Dem 65-jährigen Mohammad fehlt am dringlichsten eine Krankenversicherung. Seine Hände und Schultern zittern. Nach 34 Jahren Arbeit als Träger hat sich Mohammad wegen seiner Körperschwäche eine Karre besorgt. Alle seine Vorfahren hätten in diesem Beruf gearbeitet, sagt Mohammad: „Ich habe auch damit begonnen – ohne daran zu denken, dass es einmal so schlecht gehen wird.“ Mit bitterem Lächeln fügt er hinzu: „Mein Sohn studiert im zweiten Jahr an der Universität. Wahrscheinlich muss auch er nach seinem Studium als Träger arbeiten.“
Vor allem über die Stadtverwaltung klagen die Lastenträger: Sie versuche immer wieder, für jede Trage und Karre Steuer zu erheben. Für die Träger ist das inakzeptabel. Ihre ohnehin zu niedrigen Einnahmen wollen sie nicht mit den Behörden teilen.
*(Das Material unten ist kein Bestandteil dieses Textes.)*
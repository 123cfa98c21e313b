use std::sync::Arc;

use releaf_content::{ContentConfig, NodeSchema};
use rusqlite::Connection;

const CONFIG: &str = r#"
default_locale = "en"
node_fields_to_display = ["name"]

[content_types.Text]
columns = ["id", "text_html"]

[content_types.Book]
columns = ["id", "title", "year", "created_at", "updated_at"]
permit_attributes = ["title", "year"]
merge_node_fields = true

[content_types.Store]
columns = ["id", "title"]

[content_types.ContactFormController]
kind = "controller"

[[singleness]]
for = ["Book"]
under = ["Store"]
"#;

#[allow(dead_code)]
pub fn schema() -> Arc<NodeSchema> {
    ContentConfig::from_toml_str(CONFIG)
        .and_then(ContentConfig::into_schema)
        .expect("fixture config is valid")
}

#[allow(dead_code)]
pub fn setup_test_db() -> Connection {
    let mut conn = Connection::open_in_memory().unwrap();
    releaf_store::migrations::apply_migrations(&mut conn).unwrap();
    conn
}
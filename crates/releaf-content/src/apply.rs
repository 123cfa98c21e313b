//! Functional-boundary apply function
//!
//! `apply()` takes ownership of the current tree, executes one command and
//! returns the new tree. It is all-or-nothing: on error no partial change
//! is visible, and the tree's structural invariants hold on success.
//!
//! ```
//! use releaf_content::{apply, Command, NewNode, NodeSchema, Tree};
//! use releaf_content::registry::{ContentTypeConfig, TypeRegistry};
//!
//! let registry = TypeRegistry::builder()
//!     .register("Text", ContentTypeConfig::record(["id", "text_html"]))
//!     .unwrap()
//!     .build();
//! let tree = Tree::new(NodeSchema::new(registry).shared());
//!
//! let (tree, outcome) = apply(tree, Command::NodeCreate(NewNode::new("Home", "Text"))).unwrap();
//! assert_eq!(tree.len(), 1);
//! assert!(outcome.node_id().is_some());
//! ```

use crate::commands::Command;
use crate::errors::Result;
use crate::model::NodeId;
use crate::ops::{self, DestroyOutcome, Tree};

/// What a successfully applied command did
#[derive(Debug, Clone, PartialEq, Eq)]
pub enum CommandOutcome {
    Created(NodeId),
    Updated(NodeId),
    Destroyed(DestroyOutcome),
    Moved(NodeId),
    /// Id of the copied subtree's root
    Copied(NodeId),
}

impl CommandOutcome {
    /// Node the command produced or touched; `None` after a destroy
    pub fn node_id(&self) -> Option<NodeId> {
        match self {
            CommandOutcome::Created(id)
            | CommandOutcome::Updated(id)
            | CommandOutcome::Moved(id)
            | CommandOutcome::Copied(id) => Some(*id),
            CommandOutcome::Destroyed(_) => None,
        }
    }
}

/// Apply a command to a tree, returning the new tree
///
/// # Errors
///
/// Any error of the underlying operation; the caller's previous state
/// is unaffected because the operations are transactional.
pub fn apply(mut state: Tree, cmd: Command) -> Result<(Tree, CommandOutcome)> {
    let outcome = match cmd {
        Command::NodeCreate(new) => CommandOutcome::Created(ops::create_node(&mut state, new)?),

        Command::NodeUpdate { node_id, changes } => {
            ops::update_node(&mut state, node_id, changes)?;
            CommandOutcome::Updated(node_id)
        }

        Command::NodeDestroy { node_id } => {
            CommandOutcome::Destroyed(ops::destroy_node(&mut state, node_id)?)
        }

        Command::NodeMove { node_id, target } => {
            ops::move_to(&mut state, node_id, target)?;
            CommandOutcome::Moved(node_id)
        }

        Command::NodeCopy { node_id, target } => {
            CommandOutcome::Copied(ops::copy_to(&mut state, node_id, target)?)
        }
    };
    Ok((state, outcome))
}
Ihre Forderung an die Regierung lautet deshalb: „Wenn die Träger als Gegenleistung Kranken- und Rentenversicherung erhielten, wären wir bereit, Steuern zu zahlen.“ Skeptisch fragt einer aus der Runde: „Glaubst du, dass sich etwas ändern wird, wenn du über unsere Probleme schreibst?“ „Schreiben Sie, vielleicht verbessert sich unsere Lage“, sagt ein anderer hoffnungsvoll.
Soheil Saraian
Aus dem Persischen: Said Shabahang
Quelle: Tageszeitung Etemad
(*) Der Basar von Teheran gilt seit jeher als wichtiges Wirtschaftszentrum des Landes. Mit knapp zehn Kilometern Länge und über 10.000 Läden ist er der größte überdachte Basar der Welt. Hier wird eine große Auswahl an Waren angeboten, von kostbaren Teppichen über Silber- und Kupferarbeiten, Tüchern und Stoffen bis zu Lebensmitteln und exotischen Gewürzen. Unterschiedliche Handwerke sind jeweils in bestimmten Gassen untergebracht. Dort kann man den Handwerkern bei ihrer Arbeit zusehen. Reisende aus Westeuropa beschrieben schon 1660 die Existenz des Basars von Teheran. In seiner heutigen Struktur stammt er jedoch aus der Zeit der Kadscharen-Dynastie, die zwischen 1797-1834 herrschte.